I like the Bachmann style couplers. They look more realistic (like the real ones that guaranteed that most yard men eventually lost a thumb.)
Of course the layout is still on carpeting. About the lowest pile carpeting there is, but that is the most likely culprit for the bumps.
No. One club railroad had an elaborate history of the railroad, including mergers and acquisitions, old paint schemes and new paint schemes. During operations each train had a schedule, a name or number, and a purpose (express passenger, way freight, coal drag, etc) For that matter John Armstrong always had a lot of back story for his Canadeiga Southern railroad.

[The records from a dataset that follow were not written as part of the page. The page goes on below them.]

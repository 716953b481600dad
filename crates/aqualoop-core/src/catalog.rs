//! # Stage Catalog
//!
//! The fixed, ordered list of treatment stages every run executes.
//! Stages are never skipped or reordered.

use crate::error::CatalogError;
use crate::types::TreatmentStage;
use std::collections::BTreeSet;

/// Stage order used by the platform.
pub const STANDARD_STAGES: [TreatmentStage; 3] = [
    TreatmentStage::Primary,
    TreatmentStage::Secondary,
    TreatmentStage::Tertiary,
];

/// Read-only ordered sequence of treatment stages.
#[derive(Debug, Clone, PartialEq, Eq)]
pub struct StageCatalog {
    stages: Vec<TreatmentStage>,
}

impl Default for StageCatalog {
    fn default() -> Self {
        Self::standard()
    }
}

impl StageCatalog {
    /// primary → secondary → tertiary.
    #[must_use]
    pub fn standard() -> Self {
        Self {
            stages: STANDARD_STAGES.to_vec(),
        }
    }

    /// Build a catalog from an explicit order. Must be non-empty, no repeats.
    pub fn new(stages: Vec<TreatmentStage>) -> Result<Self, CatalogError> {
        if stages.is_empty() {
            return Err(CatalogError::Empty);
        }
        let mut seen = BTreeSet::new();
        for stage in &stages {
            if !seen.insert(*stage) {
                return Err(CatalogError::Duplicate(*stage));
            }
        }
        Ok(Self { stages })
    }

    #[must_use]
    pub fn stages(&self) -> &[TreatmentStage] {
        &self.stages
    }

    pub fn iter(&self) -> impl Iterator<Item = TreatmentStage> + '_ {
        self.stages.iter().copied()
    }

    #[must_use]
    pub fn len(&self) -> usize {
        self.stages.len()
    }

    /// Always false for a constructed catalog.
    #[must_use]
    pub fn is_empty(&self) -> bool {
        self.stages.is_empty()
    }

    /// Position of a stage in the catalog.
    #[must_use]
    pub fn position(&self, stage: TreatmentStage) -> Option<usize> {
        self.stages.iter().position(|s| *s == stage)
    }
}
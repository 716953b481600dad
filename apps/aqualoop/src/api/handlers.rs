//! # API Endpoint Handlers
//!
//! This module implements the actual HTTP endpoint handlers.

use super::{
    AppState,
    types::{
        ErrorResponse, GradeResponse, HealthResponse, HistoryResponse, PendingResponse,
        ProfileResponse, SimulateRequest, SimulateResponse, SubmissionRequest,
        SubmissionResponse,
    },
};
use crate::queue::{Submission, SubmitOutcome};
use aqualoop_core::{
    OwnerId, PROFILES, QualitySample, SimulationError, StoredRun, TrendSummary, validate_request,
};
use axum::{
    Json,
    extract::{Path, State},
    http::{HeaderMap, StatusCode},
    response::{IntoResponse, Response},
};

/// Header carrying the authenticated owner identity.
pub const OWNER_HEADER: &str = "x-owner-id";

/// Owner identity from the request, if any.
fn owner_from(headers: &HeaderMap) -> Option<OwnerId> {
    headers
        .get(OWNER_HEADER)
        .and_then(|v| v.to_str().ok())
        .map(str::trim)
        .filter(|s| !s.is_empty())
        .map(OwnerId::new)
}

fn missing_owner() -> Response {
    (
        StatusCode::UNAUTHORIZED,
        Json(ErrorResponse::new(format!("missing {OWNER_HEADER} header"))),
    )
        .into_response()
}

// =============================================================================
// HEALTH HANDLER
// =============================================================================

/// Health check endpoint.
pub async fn health_handler() -> impl IntoResponse {
    Json(HealthResponse::default())
}

// =============================================================================
// PROFILES HANDLER
// =============================================================================

pub async fn profiles_handler() -> impl IntoResponse {
    let profiles: Vec<ProfileResponse> = PROFILES.iter().map(ProfileResponse::from).collect();
    Json(profiles)
}

// =============================================================================
// SIMULATE HANDLER
// =============================================================================

/// Run the full pipeline synchronously and persist for the caller.
pub async fn simulate_handler(
    State(state): State<AppState>,
    headers: HeaderMap,
    Json(request): Json<SimulateRequest>,
) -> Response {
    let (context, influent) = match request.to_parts() {
        Ok(parts) => parts,
        Err(e) => {
            return (StatusCode::BAD_REQUEST, Json(ErrorResponse::new(e.to_string())))
                .into_response();
        }
    };
    let owner = owner_from(&headers);

    match state
        .simulator
        .simulate_and_record(&context, &influent, owner.as_ref())
        .await
    {
        Ok(outcome) => (StatusCode::OK, Json(SimulateResponse::from(outcome))).into_response(),
        Err(e) => {
            let status = match e {
                SimulationError::Validation(_) => StatusCode::BAD_REQUEST,
                SimulationError::Execution { .. } => StatusCode::BAD_GATEWAY,
            };
            (status, Json(ErrorResponse::from(&e))).into_response()
        }
    }
}

// =============================================================================
// HISTORY & TRENDS HANDLERS
// =============================================================================

fn load_history(state: &AppState, owner: &OwnerId) -> Result<Vec<StoredRun>, Response> {
    state.simulator.recorder().history(owner).map_err(|e| {
        tracing::error!(owner = %owner, error = %e, "failed to load run history");
        (
            StatusCode::INTERNAL_SERVER_ERROR,
            Json(ErrorResponse::new(e.to_string())),
        )
            .into_response()
    })
}

/// Stored runs of the caller, oldest first.
pub async fn simulations_handler(State(state): State<AppState>, headers: HeaderMap) -> Response {
    let Some(owner) = owner_from(&headers) else {
        return missing_owner();
    };
    match load_history(&state, &owner) {
        Ok(runs) => (
            StatusCode::OK,
            Json(HistoryResponse {
                owner: owner.to_string(),
                runs,
            }),
        )
            .into_response(),
        Err(response) => response,
    }
}

/// Trend summary over the caller's runs.
pub async fn trends_handler(State(state): State<AppState>, headers: HeaderMap) -> Response {
    let Some(owner) = owner_from(&headers) else {
        return missing_owner();
    };
    match load_history(&state, &owner) {
        Ok(runs) => {
            let summary = TrendSummary::from_runs(runs.iter().map(|r| &r.run));
            (StatusCode::OK, Json(summary)).into_response()
        }
        Err(response) => response,
    }
}

// =============================================================================
// GRADE HANDLER
// =============================================================================

/// Grade a flat `{ metric: value }` sample. Unknown keys are ignored.
pub async fn grade_handler(
    State(state): State<AppState>,
    Json(body): Json<serde_json::Map<String, serde_json::Value>>,
) -> Response {
    let sample = match QualitySample::from_json_map(&body) {
        Ok(sample) => sample,
        Err(e) => {
            return (StatusCode::BAD_REQUEST, Json(ErrorResponse::new(e.to_string())))
                .into_response();
        }
    };

    match state.grader.assess(&sample).await {
        Ok(assessment) => (StatusCode::OK, Json(GradeResponse::from(assessment))).into_response(),
        Err(e) => {
            let status = if e.is_invalid_sample() {
                StatusCode::BAD_REQUEST
            } else {
                StatusCode::BAD_GATEWAY
            };
            (status, Json(ErrorResponse::new(e.to_string()))).into_response()
        }
    }
}

// =============================================================================
// SUBMISSION HANDLERS
// =============================================================================

/// Enqueue an asynchronous simulation.
///
/// The request is validated up front; a duplicate id that is still in
/// flight is answered 409 and not enqueued again.
pub async fn submit_handler(
    State(state): State<AppState>,
    headers: HeaderMap,
    Json(request): Json<SubmissionRequest>,
) -> Response {
    let id = request.submission_id.trim().to_string();
    if id.is_empty() {
        return (
            StatusCode::BAD_REQUEST,
            Json(SubmissionResponse::rejected(id, "submission_id is required")),
        )
            .into_response();
    }

    let (context, influent) = match request
        .simulation
        .to_parts()
        .and_then(|(c, i)| validate_request(&c, &i).map(|()| (c, i)))
    {
        Ok(parts) => parts,
        Err(e) => {
            return (
                StatusCode::BAD_REQUEST,
                Json(SubmissionResponse::rejected(id, e.to_string())),
            )
                .into_response();
        }
    };

    let submission = Submission {
        id: id.clone(),
        owner: owner_from(&headers),
        context,
        influent,
    };

    match state.queue.submit(submission) {
        Ok(SubmitOutcome::Accepted) => {
            (StatusCode::ACCEPTED, Json(SubmissionResponse::accepted(id))).into_response()
        }
        Ok(SubmitOutcome::AlreadyInFlight) => (
            StatusCode::CONFLICT,
            Json(SubmissionResponse::rejected(id, "submission already in flight")),
        )
            .into_response(),
        Err(e) => {
            tracing::warn!(submission = %id, error = %e, "submission rejected");
            (
                StatusCode::SERVICE_UNAVAILABLE,
                Json(SubmissionResponse::rejected(id, e.to_string())),
            )
                .into_response()
        }
    }
}

/// Ids of submissions still in flight.
pub async fn pending_handler(State(state): State<AppState>) -> impl IntoResponse {
    Json(PendingResponse {
        pending: state.queue.pending(),
    })
}

pub async fn submission_status_handler(
    State(state): State<AppState>,
    Path(id): Path<String>,
) -> Response {
    match state.queue.status(&id) {
        Some(status) => (StatusCode::OK, Json(status)).into_response(),
        None => (
            StatusCode::NOT_FOUND,
            Json(ErrorResponse::new(format!("unknown submission '{id}'"))),
        )
            .into_response(),
    }
}
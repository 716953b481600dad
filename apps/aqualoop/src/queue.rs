//! # Submission Queue
//!
//! Asynchronous simulations keyed by a caller-supplied submission id.
//!
//! A submission is enqueued once. While it is pending, submitting the same
//! id again is answered with [`SubmitOutcome::AlreadyInFlight`] and nothing
//! is enqueued. A single worker drains the queue in arrival order; once a
//! submission has finished, its id may be submitted again.
//!
//! Pending entries are kept until their submission finishes. Finished
//! statuses are kept for the most recent `retained` submissions only and
//! evicted oldest first.

use aqualoop_core::{
    IndustryContext, OwnerId, ParameterSet, PredictionService, RunId, RunStore, SimulationError,
    Simulator, TreatmentStage,
};
use serde::{Deserialize, Serialize};
use std::collections::{BTreeMap, VecDeque};
use std::sync::{Arc, Mutex, MutexGuard};
use thiserror::Error;
use tokio::sync::mpsc;

/// One queued simulation.
#[derive(Debug, Clone, PartialEq)]
pub struct Submission {
    pub id: String,
    pub owner: Option<OwnerId>,
    pub context: IndustryContext,
    pub influent: ParameterSet,
}

#[derive(Debug, Clone, PartialEq, Serialize, Deserialize)]
#[serde(tag = "status", rename_all = "snake_case")]
pub enum SubmissionStatus {
    Pending,
    Completed {
        run_id: Option<RunId>,
        #[serde(default, skip_serializing_if = "Option::is_none")]
        warning: Option<String>,
    },
    Failed {
        error: String,
        #[serde(default, skip_serializing_if = "Option::is_none")]
        stage: Option<TreatmentStage>,
    },
}

impl SubmissionStatus {
    fn from_result(result: Result<aqualoop_core::SimulationOutcome, SimulationError>) -> Self {
        match result {
            Ok(outcome) => SubmissionStatus::Completed {
                run_id: outcome.persistence.run_id(),
                warning: outcome.persistence.warning(),
            },
            Err(e) => SubmissionStatus::Failed {
                stage: e.failed_stage(),
                error: e.to_string(),
            },
        }
    }
}

#[derive(Debug, Clone, Copy, PartialEq, Eq)]
pub enum SubmitOutcome {
    Accepted,
    AlreadyInFlight,
}

#[derive(Debug, Clone, PartialEq, Eq, Error)]
pub enum QueueError {
    #[error("submission queue is full")]
    Full,
    #[error("submission worker has stopped")]
    Closed,
}

/// Submission statuses plus the finish order used for eviction.
#[derive(Debug, Default)]
struct StatusBook {
    entries: BTreeMap<String, SubmissionStatus>,
    finished: VecDeque<String>,
    retained: usize,
}

impl StatusBook {
    fn new(retained: usize) -> Self {
        Self {
            retained,
            ..Self::default()
        }
    }

    /// Record a finished submission and evict the oldest finished entries
    /// beyond the retention limit. Ids pending again are never evicted.
    fn finish(&mut self, id: String, status: SubmissionStatus) {
        self.finished.retain(|f| *f != id);
        self.finished.push_back(id.clone());
        self.entries.insert(id, status);

        while self.finished.len() > self.retained {
            let Some(oldest) = self.finished.pop_front() else {
                break;
            };
            if self.entries.get(&oldest) != Some(&SubmissionStatus::Pending) {
                self.entries.remove(&oldest);
                tracing::debug!(submission = %oldest, "finished submission status evicted");
            }
        }
    }
}

type Statuses = Arc<Mutex<StatusBook>>;

fn lock(statuses: &Statuses) -> MutexGuard<'_, StatusBook> {
    statuses.lock().unwrap_or_else(|e| e.into_inner())
}

/// Handle to the submission worker. Cheap to clone.
#[derive(Clone)]
pub struct SubmissionQueue {
    tx: mpsc::Sender<Submission>,
    statuses: Statuses,
}

impl SubmissionQueue {
    /// Spawn the worker on the current tokio runtime.
    ///
    /// `capacity` bounds the submissions buffered ahead of the worker;
    /// `retained` bounds the finished statuses kept for lookup.
    pub fn spawn<P, S>(simulator: Arc<Simulator<P, S>>, capacity: usize, retained: usize) -> Self
    where
        P: PredictionService + 'static,
        S: RunStore + 'static,
    {
        let (tx, mut rx) = mpsc::channel::<Submission>(capacity.max(1));
        let statuses: Statuses = Arc::new(Mutex::new(StatusBook::new(retained)));
        let worker_statuses = Arc::clone(&statuses);

        tokio::spawn(async move {
            while let Some(submission) = rx.recv().await {
                tracing::info!(submission = %submission.id, "processing submission");
                let result = simulator
                    .simulate_and_record(
                        &submission.context,
                        &submission.influent,
                        submission.owner.as_ref(),
                    )
                    .await;
                let status = SubmissionStatus::from_result(result);
                tracing::info!(submission = %submission.id, ?status, "submission finished");
                lock(&worker_statuses).finish(submission.id, status);
            }
            tracing::debug!("submission worker stopped");
        });

        Self { tx, statuses }
    }

    /// Enqueue `submission` unless its id is already in flight.
    pub fn submit(&self, submission: Submission) -> Result<SubmitOutcome, QueueError> {
        let mut book = lock(&self.statuses);
        let statuses = &mut book.entries;
        if statuses.get(&submission.id) == Some(&SubmissionStatus::Pending) {
            tracing::debug!(submission = %submission.id, "duplicate submission ignored");
            return Ok(SubmitOutcome::AlreadyInFlight);
        }

        let id = submission.id.clone();
        let previous = statuses.insert(id.clone(), SubmissionStatus::Pending);

        if let Err(e) = self.tx.try_send(submission) {
            match previous {
                Some(status) => statuses.insert(id, status),
                None => statuses.remove(&id),
            };
            return Err(match e {
                mpsc::error::TrySendError::Full(_) => QueueError::Full,
                mpsc::error::TrySendError::Closed(_) => QueueError::Closed,
            });
        }

        Ok(SubmitOutcome::Accepted)
    }

    /// Ids currently in flight, sorted.
    #[must_use]
    pub fn pending(&self) -> Vec<String> {
        lock(&self.statuses)
            .entries
            .iter()
            .filter(|(_, s)| **s == SubmissionStatus::Pending)
            .map(|(id, _)| id.clone())
            .collect()
    }

    #[must_use]
    pub fn status(&self, id: &str) -> Option<SubmissionStatus> {
        lock(&self.statuses).entries.get(id).cloned()
    }
}
//! # Run Recorder
//!
//! Persists completed runs against the owning identity. One append per run;
//! runs are never updated afterwards.

use crate::error::PersistenceError;
use crate::storage::RunStore;
use crate::types::{OwnerId, RunId, SimulationRun, StoredRun};

/// Writes finished runs to a [`RunStore`].
#[derive(Debug, Clone)]
pub struct RunRecorder<S> {
    store: S,
}

impl<S: RunStore> RunRecorder<S> {
    #[must_use]
    pub fn new(store: S) -> Self {
        Self { store }
    }

    #[must_use]
    pub fn store(&self) -> &S {
        &self.store
    }

    /// Append `run` for `owner`.
    ///
    /// A missing owner is a precondition failure of this step only.
    pub fn record(
        &self,
        owner: Option<&OwnerId>,
        run: &SimulationRun,
    ) -> Result<RunId, PersistenceError> {
        let owner = owner.ok_or(PersistenceError::NoOwner)?;
        let id = self.store.append(owner, run)?;
        tracing::info!(owner = %owner, run_id = %id, stages = run.stages.len(), "simulation run recorded");
        Ok(id)
    }

    /// All runs of `owner`, oldest first.
    pub fn history(&self, owner: &OwnerId) -> Result<Vec<StoredRun>, PersistenceError> {
        self.store.list(owner)
    }
}

#[cfg(test)]
#[allow(clippy::unwrap_used)]
mod tests {
    use super::*;
    use crate::storage::InMemoryRunStore;
    use crate::types::{IndustryContext, ParameterSet};
    use chrono::Utc;

    fn run() -> SimulationRun {
        SimulationRun {
            industry_context: IndustryContext::new("municipal"),
            influent: ParameterSet::new(),
            stages: Vec::new(),
            created_at: Utc::now(),
        }
    }

    #[test]
    fn missing_owner_is_rejected_without_writing() {
        let recorder = RunRecorder::new(InMemoryRunStore::new());
        assert_eq!(recorder.record(None, &run()), Err(PersistenceError::NoOwner));
        assert!(recorder.store().is_empty().unwrap());
    }

    #[test]
    fn records_and_reads_back() {
        let recorder = RunRecorder::new(InMemoryRunStore::new());
        let owner = OwnerId::new("plant-7");
        let id = recorder.record(Some(&owner), &run()).unwrap();
        let history = recorder.history(&owner).unwrap();
        assert_eq!(history.len(), 1);
        assert_eq!(history[0].id, id);
    }
}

The knuckle couplers MUST all be at the same height, otherwise you get random uncoupling. You can see couple height mismatches by eye, either by placing the eye way down on the carpet, or placing a bit of test track up on the table. A small washer under the trucks will raise the low couplers. Athearn cars are often low. Just remove the truck screw, slip a washer under the truck, and replace the screw. Washers can be obtained from your local hardware store. Ask for number 6 flat washers. Coupler height gages are available, but in a burst of economy and do-it-yourself I made one from a block of pine, with a coupler secured to the top with a wood screw. The NMRA gage also has a coupler height hole in it.
The Janney automatic coupler was considered a great safety improvement over the link and pin couplers it replaced in the 1880's. Link and pin couplers required the brakeman to step inbetween the cars to couple and uncouple. One mistake on the engineer's part would ram the cars together and crush the unlucky brakeman to death. At least the Janney could be uncoupled from the side, and usually would couple by just pushing the cars together.
The benefit to carpet running is you get to change the track layout as often as you like with out doing carpentry or even pulling up track nails.